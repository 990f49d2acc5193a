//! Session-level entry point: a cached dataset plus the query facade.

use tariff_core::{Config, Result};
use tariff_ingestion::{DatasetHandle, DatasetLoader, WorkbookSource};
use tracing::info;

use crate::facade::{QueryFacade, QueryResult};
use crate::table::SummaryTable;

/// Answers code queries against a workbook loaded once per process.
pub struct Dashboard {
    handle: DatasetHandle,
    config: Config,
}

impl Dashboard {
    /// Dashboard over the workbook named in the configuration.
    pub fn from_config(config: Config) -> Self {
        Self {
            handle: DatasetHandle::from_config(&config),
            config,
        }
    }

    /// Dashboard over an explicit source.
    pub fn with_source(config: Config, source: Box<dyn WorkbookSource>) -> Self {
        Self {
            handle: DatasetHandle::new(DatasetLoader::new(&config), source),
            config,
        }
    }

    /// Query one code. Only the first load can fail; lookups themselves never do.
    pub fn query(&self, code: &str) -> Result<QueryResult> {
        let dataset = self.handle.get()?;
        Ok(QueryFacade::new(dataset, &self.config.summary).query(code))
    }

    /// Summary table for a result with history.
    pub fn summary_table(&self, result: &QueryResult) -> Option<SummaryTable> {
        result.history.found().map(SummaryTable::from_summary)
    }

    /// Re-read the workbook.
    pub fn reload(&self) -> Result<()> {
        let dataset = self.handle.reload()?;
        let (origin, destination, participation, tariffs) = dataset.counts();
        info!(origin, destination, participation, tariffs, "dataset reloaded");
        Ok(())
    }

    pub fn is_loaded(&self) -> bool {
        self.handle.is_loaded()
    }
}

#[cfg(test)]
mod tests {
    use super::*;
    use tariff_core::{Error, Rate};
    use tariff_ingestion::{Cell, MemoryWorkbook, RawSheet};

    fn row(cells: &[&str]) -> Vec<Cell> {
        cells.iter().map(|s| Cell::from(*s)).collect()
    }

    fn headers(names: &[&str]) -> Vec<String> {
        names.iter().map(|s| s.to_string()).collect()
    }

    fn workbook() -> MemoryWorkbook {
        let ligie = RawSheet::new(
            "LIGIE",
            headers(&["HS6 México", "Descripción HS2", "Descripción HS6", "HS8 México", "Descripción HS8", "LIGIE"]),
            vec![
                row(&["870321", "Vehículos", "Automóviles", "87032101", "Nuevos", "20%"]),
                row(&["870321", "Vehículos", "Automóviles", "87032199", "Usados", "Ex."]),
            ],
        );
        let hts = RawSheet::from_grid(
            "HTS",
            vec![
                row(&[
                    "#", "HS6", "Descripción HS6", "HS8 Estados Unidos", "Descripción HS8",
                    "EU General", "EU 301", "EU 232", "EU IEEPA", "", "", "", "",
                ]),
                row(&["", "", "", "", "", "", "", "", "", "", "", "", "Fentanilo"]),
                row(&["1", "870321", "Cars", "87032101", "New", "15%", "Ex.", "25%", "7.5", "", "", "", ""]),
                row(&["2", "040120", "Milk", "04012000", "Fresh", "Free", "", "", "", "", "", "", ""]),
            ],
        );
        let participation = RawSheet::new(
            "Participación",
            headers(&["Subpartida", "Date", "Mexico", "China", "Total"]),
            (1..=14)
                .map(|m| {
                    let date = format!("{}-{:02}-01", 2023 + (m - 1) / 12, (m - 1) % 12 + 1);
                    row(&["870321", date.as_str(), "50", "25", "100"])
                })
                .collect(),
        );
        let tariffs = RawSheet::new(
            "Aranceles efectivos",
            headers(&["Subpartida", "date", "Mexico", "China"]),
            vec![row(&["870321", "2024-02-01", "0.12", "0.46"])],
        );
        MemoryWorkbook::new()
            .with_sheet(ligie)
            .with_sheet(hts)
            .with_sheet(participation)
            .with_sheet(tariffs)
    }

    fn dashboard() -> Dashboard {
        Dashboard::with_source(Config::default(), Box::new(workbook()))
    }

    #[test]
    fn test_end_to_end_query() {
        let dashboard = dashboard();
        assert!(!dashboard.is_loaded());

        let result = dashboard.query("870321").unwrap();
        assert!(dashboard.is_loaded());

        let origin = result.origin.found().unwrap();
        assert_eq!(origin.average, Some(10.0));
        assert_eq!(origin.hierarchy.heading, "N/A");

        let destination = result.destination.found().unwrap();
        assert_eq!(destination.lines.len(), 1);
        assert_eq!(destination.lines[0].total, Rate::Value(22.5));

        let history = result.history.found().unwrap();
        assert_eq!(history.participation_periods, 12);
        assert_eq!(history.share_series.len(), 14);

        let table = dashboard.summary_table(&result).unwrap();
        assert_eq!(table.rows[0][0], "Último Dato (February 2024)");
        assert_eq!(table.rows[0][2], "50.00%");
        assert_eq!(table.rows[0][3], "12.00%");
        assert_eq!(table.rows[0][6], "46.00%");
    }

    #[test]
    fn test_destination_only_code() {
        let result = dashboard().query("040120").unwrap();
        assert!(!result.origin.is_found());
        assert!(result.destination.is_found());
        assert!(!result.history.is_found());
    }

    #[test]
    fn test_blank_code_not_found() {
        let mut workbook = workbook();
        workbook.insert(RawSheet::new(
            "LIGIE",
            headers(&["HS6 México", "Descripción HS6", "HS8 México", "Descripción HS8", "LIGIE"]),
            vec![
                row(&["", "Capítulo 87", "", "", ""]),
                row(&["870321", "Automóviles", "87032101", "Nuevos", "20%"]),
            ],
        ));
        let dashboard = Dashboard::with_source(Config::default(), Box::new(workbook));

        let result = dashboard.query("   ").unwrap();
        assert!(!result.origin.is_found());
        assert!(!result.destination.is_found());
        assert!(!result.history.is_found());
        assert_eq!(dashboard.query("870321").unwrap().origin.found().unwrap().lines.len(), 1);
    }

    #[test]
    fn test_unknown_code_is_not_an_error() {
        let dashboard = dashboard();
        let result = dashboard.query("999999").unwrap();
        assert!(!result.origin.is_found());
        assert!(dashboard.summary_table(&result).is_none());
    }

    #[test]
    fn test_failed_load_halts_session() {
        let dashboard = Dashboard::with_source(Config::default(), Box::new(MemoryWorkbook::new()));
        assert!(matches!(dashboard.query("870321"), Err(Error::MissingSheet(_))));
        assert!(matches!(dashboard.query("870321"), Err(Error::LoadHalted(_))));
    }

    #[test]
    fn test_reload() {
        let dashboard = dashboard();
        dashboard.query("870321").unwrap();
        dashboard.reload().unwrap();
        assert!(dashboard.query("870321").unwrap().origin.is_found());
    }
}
---
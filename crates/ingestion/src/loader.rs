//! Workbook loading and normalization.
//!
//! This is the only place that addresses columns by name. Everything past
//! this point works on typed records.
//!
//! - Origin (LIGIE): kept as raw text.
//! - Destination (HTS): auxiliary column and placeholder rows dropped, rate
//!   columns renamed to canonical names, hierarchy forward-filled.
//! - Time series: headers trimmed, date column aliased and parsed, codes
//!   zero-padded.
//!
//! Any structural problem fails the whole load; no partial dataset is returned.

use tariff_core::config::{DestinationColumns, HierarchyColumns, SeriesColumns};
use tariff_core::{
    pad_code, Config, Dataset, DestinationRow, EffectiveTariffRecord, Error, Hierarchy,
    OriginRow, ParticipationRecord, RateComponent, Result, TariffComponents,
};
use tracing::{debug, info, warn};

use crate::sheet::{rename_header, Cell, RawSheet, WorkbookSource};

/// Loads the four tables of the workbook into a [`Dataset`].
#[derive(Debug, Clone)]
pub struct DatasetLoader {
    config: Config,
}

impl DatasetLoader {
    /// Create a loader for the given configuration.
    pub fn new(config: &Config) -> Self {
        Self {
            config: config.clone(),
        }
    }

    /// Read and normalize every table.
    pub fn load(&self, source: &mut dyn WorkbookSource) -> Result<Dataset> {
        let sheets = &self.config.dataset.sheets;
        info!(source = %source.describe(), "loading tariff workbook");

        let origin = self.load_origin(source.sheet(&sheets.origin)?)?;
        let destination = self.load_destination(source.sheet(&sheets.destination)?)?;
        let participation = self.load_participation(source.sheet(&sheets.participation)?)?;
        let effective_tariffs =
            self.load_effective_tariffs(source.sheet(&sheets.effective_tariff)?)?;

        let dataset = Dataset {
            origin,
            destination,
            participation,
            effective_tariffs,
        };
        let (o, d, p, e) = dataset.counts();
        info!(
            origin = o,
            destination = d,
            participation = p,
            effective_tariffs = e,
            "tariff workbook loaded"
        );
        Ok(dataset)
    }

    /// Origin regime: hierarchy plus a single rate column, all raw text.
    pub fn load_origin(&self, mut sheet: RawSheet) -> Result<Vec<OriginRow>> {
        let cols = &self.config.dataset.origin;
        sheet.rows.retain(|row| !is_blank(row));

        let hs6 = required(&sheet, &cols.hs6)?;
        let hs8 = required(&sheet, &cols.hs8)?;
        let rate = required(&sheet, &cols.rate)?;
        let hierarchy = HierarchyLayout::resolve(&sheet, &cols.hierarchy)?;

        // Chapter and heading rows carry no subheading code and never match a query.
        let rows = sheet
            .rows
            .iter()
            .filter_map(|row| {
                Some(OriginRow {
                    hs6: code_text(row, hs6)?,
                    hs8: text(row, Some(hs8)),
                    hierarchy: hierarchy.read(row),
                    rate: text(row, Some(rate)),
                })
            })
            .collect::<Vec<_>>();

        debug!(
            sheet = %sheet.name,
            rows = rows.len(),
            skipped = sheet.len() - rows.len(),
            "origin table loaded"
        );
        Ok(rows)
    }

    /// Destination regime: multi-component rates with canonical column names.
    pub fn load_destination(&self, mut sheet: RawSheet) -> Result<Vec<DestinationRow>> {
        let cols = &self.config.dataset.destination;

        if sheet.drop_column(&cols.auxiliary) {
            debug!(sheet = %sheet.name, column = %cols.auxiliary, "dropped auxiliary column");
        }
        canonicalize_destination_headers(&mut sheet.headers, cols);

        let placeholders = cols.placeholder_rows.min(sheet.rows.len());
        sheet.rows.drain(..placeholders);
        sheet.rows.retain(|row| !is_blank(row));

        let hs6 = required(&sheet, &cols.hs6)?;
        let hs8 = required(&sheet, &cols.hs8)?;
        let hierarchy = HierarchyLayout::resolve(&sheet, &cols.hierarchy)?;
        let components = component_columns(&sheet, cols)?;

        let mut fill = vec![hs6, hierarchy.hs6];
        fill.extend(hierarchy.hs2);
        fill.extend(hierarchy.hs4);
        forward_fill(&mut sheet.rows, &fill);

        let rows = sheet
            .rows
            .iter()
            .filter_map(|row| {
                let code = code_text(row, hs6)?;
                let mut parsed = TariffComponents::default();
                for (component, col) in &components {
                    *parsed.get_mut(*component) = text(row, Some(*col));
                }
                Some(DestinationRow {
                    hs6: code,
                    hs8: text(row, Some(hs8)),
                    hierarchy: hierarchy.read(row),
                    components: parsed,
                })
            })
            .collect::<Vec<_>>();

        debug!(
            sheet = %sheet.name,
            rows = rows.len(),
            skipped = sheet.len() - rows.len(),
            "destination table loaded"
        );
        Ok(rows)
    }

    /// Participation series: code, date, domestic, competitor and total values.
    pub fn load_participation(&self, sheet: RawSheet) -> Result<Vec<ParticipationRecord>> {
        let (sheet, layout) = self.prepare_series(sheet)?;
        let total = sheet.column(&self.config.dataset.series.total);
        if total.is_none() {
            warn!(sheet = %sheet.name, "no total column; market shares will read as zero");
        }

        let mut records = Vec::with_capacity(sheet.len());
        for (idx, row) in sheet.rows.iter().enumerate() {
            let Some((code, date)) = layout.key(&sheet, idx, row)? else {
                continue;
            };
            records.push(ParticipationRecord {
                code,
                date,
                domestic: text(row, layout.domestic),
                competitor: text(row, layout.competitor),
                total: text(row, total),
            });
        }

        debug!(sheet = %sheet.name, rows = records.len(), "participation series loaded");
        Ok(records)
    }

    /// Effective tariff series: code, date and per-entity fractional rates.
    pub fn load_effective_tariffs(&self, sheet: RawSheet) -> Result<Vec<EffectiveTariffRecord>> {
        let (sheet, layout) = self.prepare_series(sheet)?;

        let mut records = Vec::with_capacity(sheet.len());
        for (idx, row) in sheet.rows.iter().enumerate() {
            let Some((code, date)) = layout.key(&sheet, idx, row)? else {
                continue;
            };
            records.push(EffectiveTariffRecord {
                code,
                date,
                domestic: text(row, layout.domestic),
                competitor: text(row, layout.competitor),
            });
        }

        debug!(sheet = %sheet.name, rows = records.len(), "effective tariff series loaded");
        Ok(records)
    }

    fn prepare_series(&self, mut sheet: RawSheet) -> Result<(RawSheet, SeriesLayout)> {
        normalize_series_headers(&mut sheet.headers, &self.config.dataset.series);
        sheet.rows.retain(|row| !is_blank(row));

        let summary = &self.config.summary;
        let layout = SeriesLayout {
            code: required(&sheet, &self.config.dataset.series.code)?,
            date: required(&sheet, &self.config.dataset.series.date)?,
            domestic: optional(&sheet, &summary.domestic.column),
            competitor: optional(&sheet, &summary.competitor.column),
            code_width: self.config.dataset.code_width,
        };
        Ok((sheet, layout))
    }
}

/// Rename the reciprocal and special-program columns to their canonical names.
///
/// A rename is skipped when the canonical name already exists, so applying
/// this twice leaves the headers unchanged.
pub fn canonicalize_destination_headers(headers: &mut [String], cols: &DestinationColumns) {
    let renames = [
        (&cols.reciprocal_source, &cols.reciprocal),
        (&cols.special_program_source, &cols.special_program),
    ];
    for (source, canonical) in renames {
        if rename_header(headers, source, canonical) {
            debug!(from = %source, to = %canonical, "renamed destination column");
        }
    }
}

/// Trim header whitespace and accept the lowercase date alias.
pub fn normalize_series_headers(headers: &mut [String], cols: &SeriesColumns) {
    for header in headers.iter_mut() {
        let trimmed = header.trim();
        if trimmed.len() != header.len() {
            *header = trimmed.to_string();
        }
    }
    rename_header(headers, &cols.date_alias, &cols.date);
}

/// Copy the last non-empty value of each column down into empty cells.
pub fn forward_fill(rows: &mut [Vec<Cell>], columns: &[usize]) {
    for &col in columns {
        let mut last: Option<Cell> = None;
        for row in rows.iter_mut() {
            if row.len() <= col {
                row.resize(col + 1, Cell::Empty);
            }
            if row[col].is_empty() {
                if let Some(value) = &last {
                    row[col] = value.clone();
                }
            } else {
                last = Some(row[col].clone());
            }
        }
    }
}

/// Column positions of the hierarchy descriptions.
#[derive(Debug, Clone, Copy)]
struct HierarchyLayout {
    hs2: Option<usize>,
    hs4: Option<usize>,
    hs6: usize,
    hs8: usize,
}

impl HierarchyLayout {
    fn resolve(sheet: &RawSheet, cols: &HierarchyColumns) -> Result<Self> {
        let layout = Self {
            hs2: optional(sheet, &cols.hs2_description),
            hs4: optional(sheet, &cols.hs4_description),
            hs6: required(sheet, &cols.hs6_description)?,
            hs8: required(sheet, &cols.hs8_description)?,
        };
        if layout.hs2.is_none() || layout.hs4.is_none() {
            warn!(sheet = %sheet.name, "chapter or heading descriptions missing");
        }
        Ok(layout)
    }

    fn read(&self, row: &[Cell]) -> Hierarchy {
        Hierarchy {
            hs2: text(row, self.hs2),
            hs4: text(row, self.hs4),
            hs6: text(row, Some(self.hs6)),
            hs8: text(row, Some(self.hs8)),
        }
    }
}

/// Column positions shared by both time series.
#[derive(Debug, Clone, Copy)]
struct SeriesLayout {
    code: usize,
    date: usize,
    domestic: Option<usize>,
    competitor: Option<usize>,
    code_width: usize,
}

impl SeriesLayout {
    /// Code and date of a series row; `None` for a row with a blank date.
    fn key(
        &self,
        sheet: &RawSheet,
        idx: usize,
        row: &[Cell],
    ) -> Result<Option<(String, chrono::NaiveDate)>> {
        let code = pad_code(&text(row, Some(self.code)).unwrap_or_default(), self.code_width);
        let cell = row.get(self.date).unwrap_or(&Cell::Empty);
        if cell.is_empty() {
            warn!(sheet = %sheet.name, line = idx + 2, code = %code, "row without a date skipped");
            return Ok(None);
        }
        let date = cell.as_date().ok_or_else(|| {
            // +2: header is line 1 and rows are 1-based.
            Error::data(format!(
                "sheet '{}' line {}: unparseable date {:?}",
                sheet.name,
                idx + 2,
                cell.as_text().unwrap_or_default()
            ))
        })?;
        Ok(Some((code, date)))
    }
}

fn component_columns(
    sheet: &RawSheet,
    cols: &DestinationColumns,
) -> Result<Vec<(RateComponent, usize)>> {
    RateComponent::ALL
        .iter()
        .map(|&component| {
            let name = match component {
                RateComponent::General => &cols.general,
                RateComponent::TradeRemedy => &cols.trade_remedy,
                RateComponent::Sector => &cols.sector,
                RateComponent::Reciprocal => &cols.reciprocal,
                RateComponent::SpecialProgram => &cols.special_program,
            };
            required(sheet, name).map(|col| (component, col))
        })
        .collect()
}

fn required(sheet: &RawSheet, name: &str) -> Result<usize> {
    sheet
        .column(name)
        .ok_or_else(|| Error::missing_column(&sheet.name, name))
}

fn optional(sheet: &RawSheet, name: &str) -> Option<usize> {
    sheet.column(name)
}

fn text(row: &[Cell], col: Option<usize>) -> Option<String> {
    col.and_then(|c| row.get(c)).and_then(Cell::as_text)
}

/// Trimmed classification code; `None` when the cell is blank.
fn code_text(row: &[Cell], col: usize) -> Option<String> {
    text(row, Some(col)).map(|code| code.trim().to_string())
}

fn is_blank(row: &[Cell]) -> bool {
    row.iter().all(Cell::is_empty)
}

The problem:
Identify every line above with the string "loading" in it. Copy those lines.

Written reply:
//! Workbook loading and normalization.
        info!(source = %source.describe(), "loading tariff workbook");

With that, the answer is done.